BEGIN AVAILABLE RECORDS
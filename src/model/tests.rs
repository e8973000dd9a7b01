//! Tests for the API models

use super::*;
use crate::pagination::PagedCollection;
use pretty_assertions::assert_eq;
use serde_json::json;

#[test]
fn test_project_collection_into_page() {
    let body = json!({
        "limit": 2,
        "first": {"href": "https://projects.example.com/v1/projects?limit=2"},
        "next": {
            "href": "https://projects.example.com/v1/projects?limit=2&start=tok1",
            "start": "tok1"
        },
        "projects": [
            {
                "id": "p1",
                "crn": "crn:v1:p1",
                "created_at": "2024-01-15T10:00:00Z",
                "location": "us-south",
                "resource_group_id": "rg1",
                "state": "ready",
                "definition": {"name": "alpha", "description": "first"}
            },
            {
                "id": "p2",
                "state": "deleting",
                "definition": {"name": "beta"}
            }
        ]
    });

    let collection: ProjectCollection = serde_json::from_value(body).unwrap();
    assert_eq!(collection.limit, Some(2));
    assert_eq!(collection.next_start(), Some("tok1".to_string()));

    let page = collection.into_page();
    assert_eq!(page.next.as_deref(), Some("tok1"));
    let names: Vec<&str> = page.items.iter().map(|p| p.definition.name.as_str()).collect();
    assert_eq!(names, vec!["alpha", "beta"]);
    assert_eq!(page.items[0].state, Some(ProjectState::Ready));
    assert_eq!(page.items[1].state, Some(ProjectState::Deleting));
}

#[test]
fn test_collection_cursor_from_href_only() {
    let body = json!({
        "next": {"href": "/v1/projects/p1/environments?limit=1&start=env-tok"},
        "environments": []
    });

    let collection: EnvironmentCollection = serde_json::from_value(body).unwrap();
    assert_eq!(collection.into_page().next.as_deref(), Some("env-tok"));
}

#[test]
fn test_collection_without_next_is_last_page() {
    let collection: ProjectConfigCollection =
        serde_json::from_value(json!({"configs": []})).unwrap();
    let page = collection.into_page();

    assert!(page.is_last());
    assert!(page.items.is_empty());
}

#[test]
fn test_unknown_project_state() {
    let state: ProjectState = serde_json::from_str("\"migrating\"").unwrap();
    assert_eq!(state, ProjectState::Unknown);

    let state: ProjectState = serde_json::from_str("\"deleting_failed\"").unwrap();
    assert_eq!(state, ProjectState::DeletingFailed);
}

#[test]
fn test_project_prototype_skips_absent_fields() {
    let prototype = ProjectPrototype {
        definition: ProjectDefinition::named("alpha"),
        location: "us-south".to_string(),
        resource_group: "Default".to_string(),
        ..Default::default()
    };

    let value = serde_json::to_value(&prototype).unwrap();
    assert_eq!(
        value,
        json!({
            "definition": {"name": "alpha"},
            "location": "us-south",
            "resource_group": "Default"
        })
    );
}

#[test]
fn test_patch_definition_only_sends_set_fields() {
    let patch = ProjectPatchDefinition {
        description: Some("updated".to_string()),
        auto_deploy: Some(true),
        ..Default::default()
    };

    assert_eq!(
        serde_json::to_value(&patch).unwrap(),
        json!({"description": "updated", "auto_deploy": true})
    );
}

#[test]
fn test_environment_deserialize() {
    let body = json!({
        "id": "env-1",
        "project": {"id": "p1", "href": "https://x/v1/projects/p1", "definition": {"name": "alpha"}},
        "created_at": "2024-02-01T08:30:00Z",
        "target_account": "acct",
        "definition": {
            "name": "dev",
            "authorizations": {"method": "api_key"},
            "inputs": {"region": "us-south", "replicas": 2}
        }
    });

    let env: Environment = serde_json::from_value(body).unwrap();
    assert_eq!(env.definition.name, "dev");
    assert_eq!(env.project.as_ref().unwrap().id, "p1");
    assert_eq!(
        env.definition.authorizations.unwrap().method.as_deref(),
        Some("api_key")
    );
    assert_eq!(env.definition.inputs.unwrap()["replicas"], json!(2));
}

#[test]
fn test_project_with_nested_resources() {
    let body = json!({
        "id": "p1",
        "href": "https://x/v1/projects/p1",
        "state": "ready",
        "configs": [
            {"id": "c1", "version": 3, "state": "approved", "definition": {"name": "vpc", "locator_id": "1082e7d2.abc"}}
        ],
        "environments": [
            {"id": "e1", "definition": {"name": "prod"}}
        ],
        "definition": {"name": "alpha", "destroy_on_delete": true}
    });

    let project: Project = serde_json::from_value(body).unwrap();
    assert_eq!(project.configs[0].version, Some(3));
    assert_eq!(
        project.configs[0].definition.locator_id.as_deref(),
        Some("1082e7d2.abc")
    );
    assert_eq!(project.environments[0].id, "e1");
    assert_eq!(project.definition.destroy_on_delete, Some(true));
}

#[test]
fn test_delete_response() {
    let resp: DeleteResponse =
        serde_json::from_value(json!({"id": "c1", "definition": {"name": "vpc"}})).unwrap();
    assert_eq!(resp.id, "c1");
    assert_eq!(resp.definition.unwrap().name, "vpc");
}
END AVAILABLE RECORDS
TASK TO COMPLETE
Lines containing the word "names": copy each of them from the material.

SOLUTION FOR THIS TASK
    let names: Vec<&str> = page.items.iter().map(|p| p.definition.name.as_str()).collect();
    assert_eq!(names, vec!["alpha", "beta"]);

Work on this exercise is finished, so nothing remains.